Abstract
Background
The objectives of this study were to evaluate physical therapists’ shared-decision-making behaviour in a rehabilitation centre and a private practice, to determine agreement between patients’ preferred levels of involvement in shared-decision-making and therapists’ assumptions of patients’ preferences, and to examine predictors of shared-decision-making behaviour.
Methods
Thirty initial physical therapy consultations were audio-recorded. Shared-decision-making behaviour was observed using the observing patient involvement (OPTION) instrument. A pre-defined threshold of ≥35/100 points was considered to represent good shared-decision-making behaviour. The Control Preferences Scale was used to measure patients’ preferred levels of involvement in shared-decision-making and therapists’ assumptions. Shared-decision-making behaviour was analysed using descriptive statistics. Predictors of shared-decision-making behaviour were analysed by multiple regression.
Results
Shared-decision-making OPTION ratings were a median of 50.5/100 (25th, 75th percentiles 44.0, 66.0). Agreement between patients and physical therapists regarding shared-decision-making was poor (weighted kappa −0.26 (95% confidence interval −0.51 to −0.01).

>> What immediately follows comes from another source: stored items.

// CSV snapshots of the raw medal table, one file per run.

use crate::medals::*;

use chrono::Local;
use log::debug;
use medal_ranking::MedalRecord;
use snafu::prelude::*;
use std::path::PathBuf;

/// Writes the raw table to `<dir>/medal_data_<YYYYmmdd_HHh>.csv` and returns
/// the path. Purely observational: ranking does not depend on it.
pub fn write_snapshot(records: &[MedalRecord], dir: &str) -> MedalResult<PathBuf> {
    let suffix = Local::now().format("%Y%m%d_%Hh").to_string();
    let path: PathBuf = [dir, format!("medal_data_{}.csv", suffix).as_str()]
        .iter()
        .collect();
    debug!("write_snapshot: {:?}", path);

    let mut wtr = csv::Writer::from_path(path.as_path()).context(SnapshotWriteSnafu {})?;
    wtr.write_record(["Country", "Gold", "Silver", "Bronze", "Total"])
        .context(SnapshotWriteSnafu {})?;
    for r in records.iter() {
        wtr.write_record(&[
            r.candidate.clone(),
            r.gold.to_string(),
            r.silver.to_string(),
            r.bronze.to_string(),
            r.total.to_string(),
        ])
        .context(SnapshotWriteSnafu {})?;
    }
    wtr.flush().context(SnapshotFlushSnafu {})?;
    Ok(path)
}
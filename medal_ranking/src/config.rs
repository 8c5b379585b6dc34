// ********* Input data structures ***********

use std::error::Error;
use std::fmt::Display;

/// The largest number of grade slots supported by the ballot model.
///
/// The medal pipeline always populates [MEDAL_GRADE_COUNT] of them and leaves
/// the remainder unset. Unset slots are absent from the ballots, they are
/// never counted as zero-weight grades.
pub const MAX_GRADE_SLOTS: usize = 7;

/// The number of grades used by medal-derived ballots:
/// Gold, Silver, Bronze and No-Medal, in that order.
pub const MEDAL_GRADE_COUNT: usize = 4;

const GOLD_MEDAL: &str = "\u{1F947}";
const SILVER_MEDAL: &str = "\u{1F948}";
const BRONZE_MEDAL: &str = "\u{1F949}";
const CHOCOLATE: &str = "\u{1F36B}";

/// One row of the medal table: a candidate (country) and its tallies.
///
/// The candidate string is the canonical identity for the whole pipeline and
/// must be unique within one table.
#[derive(Eq, PartialEq, Debug, Clone, Hash)]
pub struct MedalRecord {
    pub candidate: String,
    pub gold: u64,
    pub silver: u64,
    pub bronze: u64,
    pub total: u64,
}

impl MedalRecord {
    /// The sum of the three medal columns, which the `total` column is
    /// expected to match.
    pub fn medal_sum(&self) -> u64 {
        self.gold + self.silver + self.bronze
    }
}

/// An ordered list of grade labels, best first.
#[derive(Eq, PartialEq, Debug, Clone)]
pub struct GradeVocabulary {
    labels: Vec<String>,
}

impl GradeVocabulary {
    /// Builds a vocabulary from labels given best-to-worst.
    ///
    /// The list may not be empty, hold more than [MAX_GRADE_SLOTS] entries or
    /// repeat a label.
    pub fn new(labels: &[String]) -> Result<GradeVocabulary, RankingErrors> {
        if labels.is_empty() || labels.len() > MAX_GRADE_SLOTS {
            return Err(RankingErrors::GradeVocabularyMismatch {
                grade: format!(
                    "vocabulary must have between 1 and {} grades, got {}",
                    MAX_GRADE_SLOTS,
                    labels.len()
                ),
            });
        }
        for (idx, l) in labels.iter().enumerate() {
            if labels[..idx].contains(l) {
                return Err(RankingErrors::GradeVocabularyMismatch { grade: l.clone() });
            }
        }
        Ok(GradeVocabulary {
            labels: labels.to_vec(),
        })
    }

    /// The four grades of the medal domain, with their usual glyphs.
    pub fn medal_default() -> GradeVocabulary {
        GradeVocabulary {
            labels: vec![
                format!("Gold {}", GOLD_MEDAL),
                format!("Silver {}", SILVER_MEDAL),
                format!("Bronze {}", BRONZE_MEDAL),
                format!("No Medal {}", CHOCOLATE),
            ],
        }
    }

    pub fn labels(&self) -> &[String] {
        &self.labels
    }

    pub fn len(&self) -> usize {
        self.labels.len()
    }

    pub fn is_empty(&self) -> bool {
        self.labels.is_empty()
    }

    pub(crate) fn index_of(&self, label: &str) -> Option<usize> {
        self.labels.iter().position(|l| l == label)
    }
}

/// What to do when a row's `total` column disagrees with the sum of its medal
/// columns.
#[derive(Eq, PartialEq, Debug, Clone, Copy)]
pub enum SumMismatchMode {
    /// Fail the whole pipeline on the first inconsistent row.
    Strict,
    /// Keep going with the recomputed sum and surface a warning.
    Warn,
}

/// The configuration of one ranking run.
///
/// Passed explicitly into the pipeline entry point so that several runs with
/// different cutoffs can execute without interference.
#[derive(Eq, PartialEq, Debug, Clone)]
pub struct RankingRules {
    /// Grade labels, best first. The medal pipeline requires exactly
    /// [MEDAL_GRADE_COUNT] of them.
    pub vocabulary: GradeVocabulary,
    /// Candidates with a `total` strictly below this cutoff are removed from
    /// all three rankings.
    pub min_total: u64,
    pub sum_mismatch: SumMismatchMode,
}

impl RankingRules {
    pub fn medal_default() -> RankingRules {
        RankingRules {
            vocabulary: GradeVocabulary::medal_default(),
            min_total: 0,
            sum_mismatch: SumMismatchMode::Warn,
        }
    }
}

// ******** Output data structures *********

/// The grade distribution of one candidate.
///
/// Only the grades of the configured vocabulary appear; unused slots of the
/// generic model are absent rather than zero.
#[derive(Eq, PartialEq, Debug, Clone)]
pub struct Ballot {
    pub candidate: String,
    /// (grade label, weight) pairs, best grade first.
    pub weights: Vec<(String, u64)>,
}

impl Ballot {
    pub fn weight_sum(&self) -> u64 {
        self.weights.iter().map(|(_, w)| *w).sum()
    }
}

/// The ballots of one run plus the constant denominator they share.
#[derive(Eq, PartialEq, Debug, Clone)]
pub struct BallotSet {
    pub ballots: Vec<Ballot>,
    /// The largest medal total over the candidate set. Every ballot's weights
    /// sum to this constant.
    pub max_total: u64,
    /// Data-quality findings that did not stop the run.
    pub warnings: Vec<String>,
}

/// One candidate ranked by majority judgment.
#[derive(Eq, PartialEq, Debug, Clone)]
pub struct MajorityRanked {
    pub candidate: String,
    /// 1-based; two candidates share a rank only when the recursive
    /// tie-break exhausted without resolving.
    pub rank: u32,
    /// The majority grade label, for display.
    pub grade: String,
}

/// One candidate ranked by (gold, silver, bronze) descending.
#[derive(Eq, PartialEq, Debug, Clone)]
pub struct LexicoRanked {
    pub candidate: String,
    /// Sequential 1..=N, no gaps; ties broken by input order.
    pub rank: u32,
    pub gold: u64,
    pub silver: u64,
    pub bronze: u64,
}

/// One candidate ranked by total medal count.
#[derive(Eq, PartialEq, Debug, Clone)]
pub struct TotalRanked {
    pub candidate: String,
    /// Minimum-rank ("1224") numbering: equal totals share a rank and the
    /// next distinct total skips ahead by the tie-group size.
    pub rank: u32,
    pub total: u64,
}

/// One row of the unified comparison table.
#[derive(Eq, PartialEq, Debug, Clone)]
pub struct ComparisonRow {
    pub candidate: String,
    pub rank_mj: u32,
    pub grade: String,
    pub rank_lexico: u32,
    pub rank_total: u32,
    pub gold: u64,
    pub silver: u64,
    pub bronze: u64,
    pub total: u64,
}

/// Everything one ranking run produces.
#[derive(Eq, PartialEq, Debug, Clone)]
pub struct RankingResult {
    /// The ballot table, for merit-profile plotting by a renderer.
    pub ballots: Vec<Ballot>,
    pub majority: Vec<MajorityRanked>,
    pub lexicographic: Vec<LexicoRanked>,
    pub total: Vec<TotalRanked>,
    /// The three rankings merged on the candidate identity.
    pub comparison: Vec<ComparisonRow>,
    pub warnings: Vec<String>,
    pub max_total: u64,
}

/// Errors that prevent a ranking run from completing.
#[derive(Eq, PartialEq, Debug, Clone)]
pub enum RankingErrors {
    /// Malformed counts, a medal-sum violation under strict checking, or a
    /// duplicate candidate identity.
    InvalidMedalRow { candidate: String, reason: String },
    /// Zero candidates reached a ranker.
    EmptyCandidateSet,
    /// A ballot references a grade outside the configured vocabulary.
    GradeVocabularyMismatch { grade: String },
    /// The three rank tables do not cover the same population. Carries the
    /// sorted symmetric difference.
    CandidateSetMismatch { missing: Vec<String> },
}

impl Error for RankingErrors {}

impl Display for RankingErrors {
    fn fmt(&self, f: &mut std::fmt::Formatter<'_>) -> std::fmt::Result {
        match self {
            RankingErrors::InvalidMedalRow { candidate, reason } => {
                write!(f, "invalid medal row for {}: {}", candidate, reason)
            }
            RankingErrors::EmptyCandidateSet => write!(f, "no candidate reached the ranking"),
            RankingErrors::GradeVocabularyMismatch { grade } => {
                write!(f, "grade not in the configured vocabulary: {}", grade)
            }
            RankingErrors::CandidateSetMismatch { missing } => {
                write!(
                    f,
                    "rankings do not cover the same candidates: {}",
                    missing.join(", ")
                )
            }
        }
    }
}
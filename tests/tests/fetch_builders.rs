use pretty_assertions::assert_eq;
use resultmap::{
    dynamic::{
        DynamicFetchBuilderStandard, DynamicResultBuilderEntityStandard, FetchBuilder,
        FetchContainer,
    },
    results::Fetch,
    ResultSetMapping,
};
use resultmap_core::{
    schema::db,
    stmt::{NavigablePath, Value},
};
use tests::*;

fn customer_columns(street: &str, city: &str) -> resultmap::engine::ResultSetMetadata {
    metadata(&[
        ("CUST_ID", db::Type::BigInt),
        ("NAME", db::Type::VarChar),
        (street, db::Type::VarChar),
        (city, db::Type::VarChar),
    ])
}

#[test]
fn basic_property_reads_its_alias() {
    let schema = order_schema();
    let metadata = metadata(&[
        ("ORDER_ID", db::Type::BigInt),
        ("X_COL", db::Type::Numeric),
        ("CUST_ID", db::Type::BigInt),
    ]);

    let mut mapping = ResultSetMapping::new();
    mapping
        .add_root(&schema, "o", "Order")
        .unwrap()
        .add_property_path(&schema, "total")
        .unwrap()
        .add_column_alias("X_COL");

    let resolved = mapping.resolve(&schema, &metadata).unwrap();
    let order = resolved.results[0].expect_entity();

    let total = order
        .fetch(fetchable(&schema, "Order", "total").id)
        .and_then(Fetch::as_basic)
        .unwrap();
    assert_eq!(total.values_array_position, 1);
    assert_selections!(resolved, ["ORDER_ID", "X_COL", "CUST_ID"]);
}

#[test]
fn embedded_property_pairs_aliases_positionally() {
    let schema = order_schema();
    let metadata = customer_columns("C_STREET", "C_CITY");

    let mut mapping = ResultSetMapping::new();
    mapping
        .add_root(&schema, "c", "Customer")
        .unwrap()
        .add_property_with_columns(fetchable(&schema, "Customer", "address"), &["C_STREET", "C_CITY"])
        .unwrap();

    let resolved = mapping.resolve(&schema, &metadata).unwrap();
    let customer = resolved.results[0].expect_entity();

    let address = customer
        .fetch(fetchable(&schema, "Customer", "address").id)
        .and_then(Fetch::as_embedded)
        .unwrap();
    let positions: Vec<_> = address.fetches.iter().flat_map(Fetch::positions).collect();
    assert_eq!(positions, [2, 3]);
    assert_eq!(address.fetches[1].path().to_string(), "Customer(c).address.city");

    let row = [
        Value::I64(5),
        Value::from("Ada"),
        Value::from("Main St"),
        Value::from("Springfield"),
    ];
    assert_eq!(
        resolved.assemble(&row).unwrap(),
        [Value::Record(vec![
            Value::I64(5),
            Value::from("Ada"),
            Value::Record(vec![Value::from("Main St"), Value::from("Springfield")]),
        ])]
    );
}

#[test]
fn too_few_aliases_fail() {
    let schema = order_schema();
    let metadata = customer_columns("C_STREET", "C_CITY");

    let mut mapping = ResultSetMapping::new();
    mapping
        .add_root(&schema, "c", "Customer")
        .unwrap()
        .add_property_with_columns(fetchable(&schema, "Customer", "address"), &["C_STREET"])
        .unwrap();

    let err = assert_err!(mapping.resolve(&schema, &metadata));
    assert!(err.is_column_index_out_of_range());
}

#[test]
fn duplicate_property_is_rejected() {
    let schema = order_schema();
    let total = fetchable(&schema, "Order", "total");

    let mut mapping = ResultSetMapping::new();
    let root = mapping.add_root(&schema, "o", "Order").unwrap();
    root.add_property_with_columns(total, &["X_COL"]).unwrap();

    let err = assert_err!(root.add_property(total));
    assert!(err.is_duplicate_fetch_builder());
    assert_eq!(
        err.to_string(),
        "fetch builder for `Order.total` already exists: standard(total, [X_COL])"
    );

    // The first declaration is intact
    assert_eq!(
        root.find_fetch_builder(total.id).unwrap().column_aliases(),
        Some(&["X_COL".to_string()][..])
    );
}

#[test]
fn add_fetch_builder_replaces_the_previous_builder() {
    let schema = order_schema();
    let total = fetchable(&schema, "Order", "total");
    let metadata = metadata(&[
        ("ORDER_ID", db::Type::BigInt),
        ("X_COL", db::Type::Numeric),
        ("Y_COL", db::Type::Numeric),
        ("CUST_ID", db::Type::BigInt),
    ]);

    let mut mapping = ResultSetMapping::new();
    let root = mapping.add_root(&schema, "o", "Order").unwrap();
    root.add_property_with_columns(total, &["X_COL"]).unwrap();

    let mut replacement = DynamicFetchBuilderStandard::new(total);
    replacement.add_column_alias("Y_COL");
    root.add_fetch_builder(total.id, replacement);

    let mut count = 0;
    root.visit_fetch_builders(|_, _| count += 1);
    assert_eq!(count, 1);

    let resolved = mapping.resolve(&schema, &metadata).unwrap();
    let total = resolved.results[0]
        .expect_entity()
        .fetch(total.id)
        .unwrap();
    assert_eq!(total.positions(), [2]);
}

#[test]
fn nested_embedded_path_declares_a_join_builder() {
    let schema = order_schema();
    let address = fetchable(&schema, "Customer", "address");
    let metadata = customer_columns("STREET", "C_CITY");

    let mut mapping = ResultSetMapping::new();
    let root = mapping.add_root(&schema, "c", "Customer").unwrap();
    root.add_property_path(&schema, "address.city")
        .unwrap()
        .add_column_alias("C_CITY");

    let join = root
        .find_fetch_builder(address.id)
        .and_then(FetchBuilder::as_legacy)
        .unwrap();
    assert_eq!(join.role(), "Customer.address");
    assert_eq!(join.owner_table_alias(), "c");
    assert_eq!(join.fetch_builders().len(), 1);

    let resolved = mapping.resolve(&schema, &metadata).unwrap();
    let address = resolved.results[0]
        .expect_entity()
        .fetch(address.id)
        .unwrap();
    assert_eq!(address.positions(), [2, 3]);

    // Embeddables never join
    assert!(resolved.joins.is_empty());
}

#[test]
fn nested_path_through_a_basic_attribute_is_unsupported() {
    let schema = order_schema();

    let mut mapping = ResultSetMapping::new();
    let root = mapping.add_root(&schema, "c", "Customer").unwrap();

    let err = assert_err!(root.add_property_path(&schema, "name.first"));
    assert!(err.is_unsupported_operation());
}

#[test]
fn unknown_property_is_rejected() {
    let schema = order_schema();

    let mut mapping = ResultSetMapping::new();
    let root = mapping.add_root(&schema, "c", "Customer").unwrap();

    let err = assert_err!(root.add_property_path(&schema, "email"));
    assert!(err.is_unknown_attribute());

    let err = assert_err!(root.add_property_path(&schema, "address.zip"));
    assert!(err.is_unknown_attribute());
}

#[test]
fn to_one_property_reads_the_foreign_key_alias() {
    let schema = order_schema();
    let metadata = metadata(&[
        ("ORDER_ID", db::Type::BigInt),
        ("TOTAL", db::Type::Numeric),
        ("BUYER", db::Type::BigInt),
    ]);

    let mut mapping = ResultSetMapping::new();
    mapping
        .add_root(&schema, "o", "Order")
        .unwrap()
        .add_property_with_columns(fetchable(&schema, "Order", "customer"), &["BUYER"])
        .unwrap();

    let resolved = mapping.resolve(&schema, &metadata).unwrap();
    let customer = resolved.results[0]
        .expect_entity()
        .fetch(fetchable(&schema, "Order", "customer").id)
        .and_then(Fetch::as_delayed)
        .unwrap();
    assert_eq!(customer.key_positions, [2]);
}

#[test]
fn entity_builder_on_to_one_joins_its_target() {
    let schema = order_schema();
    let customer = schema.entity_named("Customer").unwrap().id;
    let metadata = metadata(&[
        ("ORDER_ID", db::Type::BigInt),
        ("TOTAL", db::Type::Numeric),
        ("CUST_ID", db::Type::BigInt),
        ("C_ID", db::Type::BigInt),
        ("C_NAME", db::Type::VarChar),
        ("STREET", db::Type::VarChar),
        ("CITY", db::Type::VarChar),
    ]);

    let mut target =
        DynamicResultBuilderEntityStandard::with_path(NavigablePath::new("Customer"), customer, "Customer", "c");
    target.add_id_column_aliases(["C_ID"]);
    target
        .add_property_with_columns(fetchable(&schema, "Customer", "name"), &["C_NAME"])
        .unwrap();

    let mut mapping = ResultSetMapping::new();
    mapping
        .add_root(&schema, "o", "Order")
        .unwrap()
        .add_fetch_builder(fetchable(&schema, "Order", "customer").id, target);

    let resolved = mapping.resolve(&schema, &metadata).unwrap();

    assert_eq!(resolved.joins.len(), 1);
    assert!(resolved
        .table_groups
        .iter()
        .any(|group| group.id == resolved.joins[0].group && group.alias.as_deref() == Some("c")));

    let fetch = resolved.results[0]
        .expect_entity()
        .fetch(fetchable(&schema, "Order", "customer").id)
        .and_then(Fetch::as_entity)
        .unwrap();
    assert_eq!(fetch.path.to_string(), "Order(o).customer");
    assert_eq!(fetch.identifier.positions(), [3]);

    // Declared on the nested builder, applied while it is resolved
    let name = fetch.fetch(fetchable(&schema, "Customer", "name").id).unwrap();
    assert_eq!(name.positions(), [4]);
}

#[test]
fn standard_builder_on_plural_reads_the_owner_key() {
    let schema = order_schema();
    let metadata = order_columns();

    let mut mapping = ResultSetMapping::new();
    mapping
        .add_root(&schema, "o", "Order")
        .unwrap()
        .add_property_with_columns(fetchable(&schema, "Order", "lines"), &["ORDER_ID"])
        .unwrap();

    let resolved = mapping.resolve(&schema, &metadata).unwrap();

    let lines = resolved.results[0]
        .expect_entity()
        .fetch(fetchable(&schema, "Order", "lines").id)
        .and_then(Fetch::as_plural)
        .unwrap();
    assert_eq!(lines.key_positions, [0]);
    assert!(lines.table_group.is_none());
    assert!(resolved.joins.is_empty());
}

#[test]
fn standard_builder_on_plural_without_aliases_fails() {
    let schema = order_schema();
    let metadata = order_columns();

    let mut mapping = ResultSetMapping::new();
    mapping
        .add_root(&schema, "o", "Order")
        .unwrap()
        .add_property(fetchable(&schema, "Order", "lines"))
        .unwrap();

    let err = assert_err!(mapping.resolve(&schema, &metadata));
    assert!(err.is_column_index_out_of_range());
}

Therapy settings, education and the interaction of education and work experience predicted shared-decision-making behaviour (b = 15.76, p < 0.001; b = 8.05, p < 0.05; b = −0.33, p < 0.05).
Conclusion
Shared-decision-making behaviour was good, and predicted by therapy setting, education and the interaction of education with work experience. Because of the limited number of institutions and therapists with MSc or PhD qualifications in this study, further research is required into the relationship between education and communication skills.
Disclosure statement
No potential conflict of interest was reported by the author(s).